Segment Start: Records for the task

//! Addressing of compressed segments inside a firmware image.
//!
//! The firmware layout is not discovered; callers state where each segment
//! sits. The image itself is just a byte buffer to this module.

use crate::error::ExtractionError;
use crate::lzss;


/// Location of one compressed segment inside a firmware image.
#[derive(Clone, Copy, Debug, Eq, Hash, Ord, PartialEq, PartialOrd)]
pub struct SegmentLocation {
    /// Offset of the first compressed byte from the start of the image.
    pub offset: usize,

    /// Length of the compressed segment in bytes.
    pub length: usize,
}


/// Returns the compressed bytes of one segment, checking the location
/// against the image bounds.
pub fn segment_bytes(image: &[u8], location: SegmentLocation) -> Result<&[u8], ExtractionError> {
    let out_of_range = ExtractionError::SegmentOutOfRange {
        offset: location.offset,
        length: location.length,
        image_len: image.len(),
    };
    let end = match location.offset.checked_add(location.length) {
        Some(end) => end,
        None => return Err(out_of_range),
    };
    image.get(location.offset..end)
        .ok_or(out_of_range)
}

/// Slices one segment out of the image and decompresses it.
pub fn decompress_segment(image: &[u8], location: SegmentLocation) -> Result<Vec<u8>, ExtractionError> {
    let compressed = segment_bytes(image, location)?;
    let mut decompressed = Vec::new();
    lzss::decompress(compressed, &mut decompressed)?;
    Ok(decompressed)
}


#[cfg(test)]
mod tests {
    use super::{SegmentLocation, decompress_segment, segment_bytes};
    use crate::error::ExtractionError;

    #[test]
    fn test_segment_slicing() {
        let image = [0u8, 1, 2, 3, 4, 5, 6, 7];
        let bytes = segment_bytes(&image, SegmentLocation { offset: 2, length: 3 })
            .expect("failed to slice");
        assert_eq!(bytes, &[2, 3, 4]);
    }

    #[test]
    fn test_segment_out_of_range() {
        let image = [0u8; 16];
        let err = segment_bytes(&image, SegmentLocation { offset: 12, length: 8 })
            .expect_err("sliced past the end of the image");
        match err {
            ExtractionError::SegmentOutOfRange { offset, length, image_len } => {
                assert_eq!(offset, 12);
                assert_eq!(length, 8);
                assert_eq!(image_len, 16);
            },
            other => panic!("unexpected error: {:?}", other),
        }
    }

    #[test]
    fn test_segment_offset_overflow() {
        let image = [0u8; 16];
        segment_bytes(&image, SegmentLocation { offset: usize::MAX, length: 2 })
            .expect_err("sliced past the end of the address space");
    }

    #[test]
    fn test_segment_decompression() {
        // image with one literal-only segment at offset 4, padding around it
        let mut image = vec![0xEE; 4];
        image.extend_from_slice(&[0xFF, 0x48, 0x50, 0x21]);
        image.extend_from_slice(&[0xEE; 4]);

        let decompressed = decompress_segment(&image, SegmentLocation { offset: 4, length: 4 })
            .expect("failed to decompress segment");
        assert_eq!(&decompressed, b"HP!");
    }
}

Segment End: Records for the task

*What the exercise asks:*
Please print, exactly and with nothing else, the lines from the first line of the entries through the line containing "pub struct SegmentLocation".

*Solution to this exercise:*
//! Addressing of compressed segments inside a firmware image.
//!
//! The firmware layout is not discovered; callers state where each segment
//! sits. The image itself is just a byte buffer to this module.

use crate::error::ExtractionError;
use crate::lzss;


/// Location of one compressed segment inside a firmware image.
#[derive(Clone, Copy, Debug, Eq, Hash, Ord, PartialEq, PartialOrd)]
pub struct SegmentLocation {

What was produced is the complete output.